La prima è di ripetere quanto
Gesù stesso ha fatto con i discepoli: presentarci cioè a Lui così come siamo, esibendo
le prove della nostra di passione: le nostre ferite, le nostre piaghe interiori,
i nostri insuccessi, le nostre cadute.
Presentarci a Gesù in questo
modo, significa dimostrargli che nonostante le nostre tante debolezze, siamo
riusciti a percorrere un piccolo tratto della sua strada, vuol dire documentargli
la nostra vita, le nostre azioni, i nostri pensieri, le nostre disfatte, i
nostri fallimenti. Molti cristiani, spossati, sfiniti, scoraggiati dai loro
insuccessi, pensano che “non ci sia più niente da fare, che il traguardo sia ormai
compromesso, inavvicinabile. Ma non è vero! Gesù ci ha insegnato che dobbiamo superare
qualunque difficoltà, dobbiamo insistere, non dobbiamo mai, in nessun caso, “abbandonare
l’aratro”, ma guardare sempre avanti, con la costanza e la fiducia di chi sa di
non essere solo, perché Dio è sempre al nostro fianco, pronto a correre in
nostro aiuto.

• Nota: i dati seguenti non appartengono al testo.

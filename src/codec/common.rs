use alloy_primitives::Address;
use serde::{Deserialize, Serialize};
use std::fmt;
use std::ops::RangeInclusive;
use thiserror::Error;

/// Smallest and largest number of coins a hint may address.
pub const MIN_TOKEN_COUNT: u8 = 2;
pub const MAX_TOKEN_COUNT: u8 = 4;

/// Venue families the router can dispatch to.
///
/// The ordinal is part of the wire format, so variants must never be reordered.
#[derive(Clone, Copy, Debug, PartialEq, Eq, Hash, Serialize, Deserialize)]
#[repr(u8)]
pub enum VenueType {
    /// Uniswap V2 style pair, reached through its router.
    TwoAssetConstantProduct = 0,
    /// Uniswap V3 style pool, reached through its swap router.
    ConcentratedLiquidity = 1,
    /// Balancer V2 weighted pool, reached through the vault.
    WeightedMultiAsset = 2,
    BaseStablePool2 = 3,
    BaseStablePool3 = 4,
    CryptoPool = 5,
    TriCryptoPool = 6,
    /// Curve pool holding the native asset as coin 0 (legacy, separate LP token).
    EthNativePool = 7,
    /// Factory-deployed Curve pool holding the native asset.
    EthNativePoolFactory = 8,
    MetaPoolFactory = 9,
    /// Factory meta pool traded through its underlying coins (3-asset USD base pool).
    MetaPoolFactoryUsdUnderlying = 10,
    PlainPoolFactory = 11,
    /// Factory meta pool traded through its underlying coins (2-asset USD base pool).
    UsdMetaPoolFactoryUnderlying = 12,
    /// Wrapper between the rebasing liquid-stake token and its wrapped form.
    LiquidStakeWrap = 13,
    /// Staking the native asset into the liquid-stake token.
    LiquidStakeStake = 14,
}

impl VenueType {
    /// Returns the venue type name.
    #[must_use]
    pub fn name(&self) -> &'static str {
        match self {
            Self::TwoAssetConstantProduct => "two-asset-constant-product",
            Self::ConcentratedLiquidity => "concentrated-liquidity",
            Self::WeightedMultiAsset => "weighted-multi-asset",
            Self::BaseStablePool2 => "base-stable-pool-2",
            Self::BaseStablePool3 => "base-stable-pool-3",
            Self::CryptoPool => "crypto-pool",
            Self::TriCryptoPool => "tricrypto-pool",
            Self::EthNativePool => "eth-native-pool",
            Self::EthNativePoolFactory => "eth-native-pool-factory",
            Self::MetaPoolFactory => "meta-pool-factory",
            Self::MetaPoolFactoryUsdUnderlying => "meta-pool-factory-usd-underlying",
            Self::PlainPoolFactory => "plain-pool-factory",
            Self::UsdMetaPoolFactoryUnderlying => "usd-meta-pool-factory-underlying",
            Self::LiquidStakeWrap => "liquid-stake-wrap",
            Self::LiquidStakeStake => "liquid-stake-stake",
        }
    }

    /// Number of coins a hint for this family may declare.
    #[must_use]
    pub fn arity(&self) -> RangeInclusive<u8> {
        match self {
            Self::WeightedMultiAsset | Self::PlainPoolFactory => MIN_TOKEN_COUNT..=MAX_TOKEN_COUNT,
            Self::BaseStablePool3 | Self::TriCryptoPool | Self::UsdMetaPoolFactoryUnderlying => {
                3..=3
            }
            Self::MetaPoolFactoryUsdUnderlying => 4..=4,
            _ => 2..=2,
        }
    }

    /// Returns every venue type in ordinal order.
    #[must_use]
    pub fn all() -> &'static [VenueType] {
        &[
            VenueType::TwoAssetConstantProduct,
            VenueType::ConcentratedLiquidity,
            VenueType::WeightedMultiAsset,
            VenueType::BaseStablePool2,
            VenueType::BaseStablePool3,
            VenueType::CryptoPool,
            VenueType::TriCryptoPool,
            VenueType::EthNativePool,
            VenueType::EthNativePoolFactory,
            VenueType::MetaPoolFactory,
            VenueType::MetaPoolFactoryUsdUnderlying,
            VenueType::PlainPoolFactory,
            VenueType::UsdMetaPoolFactoryUnderlying,
            VenueType::LiquidStakeWrap,
            VenueType::LiquidStakeStake,
        ]
    }
}

impl TryFrom<u8> for VenueType {
    type Error = CodecError;

    fn try_from(ordinal: u8) -> Result<Self, Self::Error> {
        Self::all()
            .get(usize::from(ordinal))
            .copied()
            .ok_or(CodecError::UnsupportedVenueType(ordinal))
    }
}

impl fmt::Display for VenueType {
    fn fmt(&self, f: &mut fmt::Formatter<'_>) -> fmt::Result {
        write!(f, "{}", self.name())
    }
}

/// What a hop does with the venue.
#[derive(Clone, Copy, Debug, PartialEq, Eq, Hash, Serialize, Deserialize)]
#[repr(u8)]
pub enum Action {
    Swap = 0,
    AddLiquidity = 1,
    RemoveLiquidity = 2,
}

impl TryFrom<u8> for Action {
    type Error = CodecError;

    fn try_from(ordinal: u8) -> Result<Self, Self::Error> {
        match ordinal {
            0 => Ok(Action::Swap),
            1 => Ok(Action::AddLiquidity),
            2 => Ok(Action::RemoveLiquidity),
            other => Err(CodecError::MalformedHint(Malformation::Action(other))),
        }
    }
}

impl fmt::Display for Action {
    fn fmt(&self, f: &mut fmt::Formatter<'_>) -> fmt::Result {
        let name = match self {
            Action::Swap => "swap",
            Action::AddLiquidity => "add-liquidity",
            Action::RemoveLiquidity => "remove-liquidity",
        };
        write!(f, "{name}")
    }
}

/// A single routing instruction.
///
/// Fields are private so every value in circulation satisfies the structural
/// invariants checked by [`PoolHint::new`].
#[derive(Clone, Copy, Debug, PartialEq, Eq, Hash, Serialize, Deserialize)]
#[serde(try_from = "PoolHintFields")]
pub struct PoolHint {
    venue_address: Address,
    venue_type: VenueType,
    token_count: u8,
    input_index: u8,
    output_index: u8,
    action: Action,
}

/// Token count and index checks shared by [`PoolHint::new`] and word decoding.
pub(crate) fn check_layout(
    token_count: u8,
    input_index: u8,
    output_index: u8,
) -> Result<(), Malformation> {
    if !(MIN_TOKEN_COUNT..=MAX_TOKEN_COUNT).contains(&token_count) {
        return Err(Malformation::TokenCount(token_count));
    }
    if input_index >= token_count {
        return Err(Malformation::InputIndex {
            index: input_index,
            token_count,
        });
    }
    if output_index >= token_count {
        return Err(Malformation::OutputIndex {
            index: output_index,
            token_count,
        });
    }
    if input_index == output_index {
        return Err(Malformation::SameIndex(input_index));
    }
    Ok(())
}

impl PoolHint {
    pub fn new(
        venue_address: Address,
        venue_type: VenueType,
        token_count: u8,
        input_index: u8,
        output_index: u8,
        action: Action,
    ) -> Result<Self, CodecError> {
        check_layout(token_count, input_index, output_index).map_err(CodecError::MalformedHint)?;
        Ok(Self {
            venue_address,
            venue_type,
            token_count,
            input_index,
            output_index,
            action,
        })
    }

    #[inline]
    #[must_use]
    pub fn venue_address(&self) -> Address {
        self.venue_address
    }

    #[inline]
    #[must_use]
    pub fn venue_type(&self) -> VenueType {
        self.venue_type
    }

    #[inline]
    #[must_use]
    pub fn token_count(&self) -> u8 {
        self.token_count
    }

    #[inline]
    #[must_use]
    pub fn input_index(&self) -> u8 {
        self.input_index
    }

    #[inline]
    #[must_use]
    pub fn output_index(&self) -> u8 {
        self.output_index
    }

    #[inline]
    #[must_use]
    pub fn action(&self) -> Action {
        self.action
    }
}

/// Unchecked mirror of [`PoolHint`] used for deserialization.
#[derive(Deserialize)]
struct PoolHintFields {
    venue_address: Address,
    venue_type: VenueType,
    token_count: u8,
    input_index: u8,
    output_index: u8,
    action: Action,
}

impl TryFrom<PoolHintFields> for PoolHint {
    type Error = CodecError;

    fn try_from(fields: PoolHintFields) -> Result<Self, Self::Error> {
        PoolHint::new(
            fields.venue_address,
            fields.venue_type,
            fields.token_count,
            fields.input_index,
            fields.output_index,
            fields.action,
        )
    }
}

/// Structural violation found in a hint word.
#[derive(Clone, Copy, Debug, PartialEq, Eq, Error)]
pub enum Malformation {
    #[error("token count {0} outside [2, 4]")]
    TokenCount(u8),
    #[error("input index {index} >= token count {token_count}")]
    InputIndex { index: u8, token_count: u8 },
    #[error("output index {index} >= token count {token_count}")]
    OutputIndex { index: u8, token_count: u8 },
    #[error("input and output index are both {0}")]
    SameIndex(u8),
    #[error("action ordinal {0} is not defined")]
    Action(u8),
}

#[derive(Clone, Copy, Debug, PartialEq, Eq, Error)]
pub enum CodecError {
    #[error("malformed pool hint: {0}")]
    MalformedHint(Malformation),
    #[error("unsupported venue type ordinal {0}")]
    UnsupportedVenueType(u8),
}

Non immaginiamo neppure come le cose cambierebbero, se solo ci
fidassimo di Dio, se solo mettessimo nelle sue le nostre mani ferite, quando ci
sentiamo incapaci di realizzare, di costruire, di fare qualcosa:
improvvisamente diventerebbero mani forti, gloriose, risorte, guarite, con le
quali poter nuovamente produrre, creare, realizzare. Se mettessimo il nostro
cuore ferito in quello trafitto del Risorto, guariremmo immediatamente, e
potremmo condividere con gli altri una vita nuova, più intensa, più luminosa.
Il secondo modo per
incontrare Gesù è di donare noi stessi agli altri, praticando la carità,
l’amore, la comprensione. È nell’apertura verso i fratelli, che potremo sentire
chiaramente la presenza di Cristo vivo, di percepirlo in maniera forte. Solo se
ci apriremo al prossimo, se lo accoglieremo nella carità, ci sentiremo anche
noi accolti e amati; sentiremo nuovamente la gioia della vita pulsare dentro di
noi, ci sentiremo nuovamente forti, potenti, fiduciosi, in ciò che facciamo. “Dove
due o tre sono riuniti nel mio nome io sono in mezzo a loro”: ebbene, noi ogni settimana
abbiamo la possibilità di fare questa “comunità” con i fratelli, celebrando l’Eucarestia,
la nostra Pasqua domenicale. È lì, infatti, che le nostre anime possono
riconoscersi, unirsi, incontrarsi, per “incontralo” nella partecipazione, nella
lode, nella preghiera, nel ringraziamento. È lì che abbiamo la chiara
percezione della presenza di Dio: perché Lui è proprio lì, in mezzo a noi, con
noi. Ed è da lì, da questo incontro, che usciremo fortificati, come i
discepoli, pronti per testimoniarlo al mondo intero.
La terza strada per
incontrare il Risorto è lo studio, la meditazione del Vangelo. È lì che Gesù ci
spiega la sua vicenda, cos’è successo, cos’è accaduto. Noi dobbiamo capire la
nostra storia, da dove veniamo, dove siamo diretti; abbiamo bisogno di
individuare quel filo rosso che lega noi, le nostre giornate, la nostra vita,
con Dio, con la Vita, perché solo così possiamo dare alla nostra esistenza, un
significato, un senso, un legame col soprannaturale, col divino: solo così
possiamo fare realmente esperienza del Signore Risorto, scoprendo che nulla
avviene per caso, che tutto ciò che ci riguarda ha un senso ben preciso, che
ogni nuova situazione che affrontiamo ha sempre qualcosa da dirci: e capiremo
che, avendo Dio come obiettivo finale, qualunque sacrificio, qualunque
difficoltà, qualunque imprevisto, è affrontabile e superabile.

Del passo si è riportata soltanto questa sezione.